If you do decide to offer a service tailor-made for athletes, make sure the name and description make it sound like you mean business. Blairstown, N.J. based The Brass Rose Salon & Spa attracts clients suffering from abused hands with its Reconstruction Manicure. The description reads: “Hardworking hands deserve this very special service. This is an intensive treatment for parched, rough, callused hands. You are treated with our specially formulated French paste, containing mallow to soften and condition, grape-seed oil to moisturize, and calendula and chamomile to sooth.”

And Audrey Maxwell, spa supervisor and reflexologist at Vista Clara Ranch Resort and Spa in Galisteo, N.M., conjured up the Hiker’s Foot Therapy after noticing that hikers in the area would often visit the spa for a pedicure. The service features eucalyptus oil and reflexology, along with a soothing foot scrub and peppermint foot massage. The nails are trimmed short and are left polish free.

Train and Make Yourself Visible

Beside offering athletic clients a soothing massage or exfoliating treatment, you should also make an effort to educate yourself. “Subscribe to sports magazines so you can be up to date on information-and so your clients can have some appropriate reading material to enjoy,” says Patti Glick, a Cupertino, Calif.-based registered nurse also known as The Foot Nurse.

Of course, if you’re an athlete yourself, then you have a natural advantage.
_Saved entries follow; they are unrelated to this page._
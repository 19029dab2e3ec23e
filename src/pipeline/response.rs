use std::sync::{Arc, Mutex, PoisonError};

use reqwest::StatusCode;

use crate::{
    error::{ApiError, TransportFailure},
    events::AuthEvents,
    routes::{LOGIN_PATH, NavigatorState},
    session::SessionState,
};

/// ResponseInterceptor
///
/// Sees the terminal failure of every call. A 401 logs the user out (clear
/// session, notify listeners, send the UI to the login route); every failure is
/// normalized into an [`ApiError`] and handed back to the caller.
#[derive(Clone)]
pub struct ResponseInterceptor {
    session: SessionState,
    events: AuthEvents,
    navigator: NavigatorState,
    // Serializes check-then-redirect so concurrent 401s redirect once.
    redirect_lock: Arc<Mutex<()>>,
}

impl ResponseInterceptor {
    pub fn new(session: SessionState, events: AuthEvents, navigator: NavigatorState) -> Self {
        Self {
            session,
            events,
            navigator,
            redirect_lock: Arc::new(Mutex::new(())),
        }
    }

    pub fn on_error(&self, failure: TransportFailure) -> ApiError {
        if failure.status() == Some(StatusCode::UNAUTHORIZED) {
            self.invalidate_session();
        }

        let error = ApiError::from_failure(&failure);
        tracing::debug!(status = ?error.status, message = %error.message, "request failed");
        error
    }

    fn invalidate_session(&self) {
        self.session.clear_session();
        let listeners = self.events.notify();
        tracing::info!(listeners, "session rejected by server; logged out");

        let _guard = self
            .redirect_lock
            .lock()
            .unwrap_or_else(PoisonError::into_inner);
        if self.navigator.current_path() != LOGIN_PATH {
            tracing::info!(to = LOGIN_PATH, "redirecting to login");
            self.navigator.replace(LOGIN_PATH);
        }
    }
}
You already know the problems your clients are going through, so you can then to them with more care.

But if you’re not an athlete, then it’s important to read up on the subject matter-particularly nail conditions suffered by athletes Glick suggests nail techs attend athletic events such as marathons or 5K walks and talk to participants. “Ask them what their needs are,” she says. “Pass out flyers with a discount on their first manicure or pedicure to get them to try your services. Offer to make a presentation to their group.”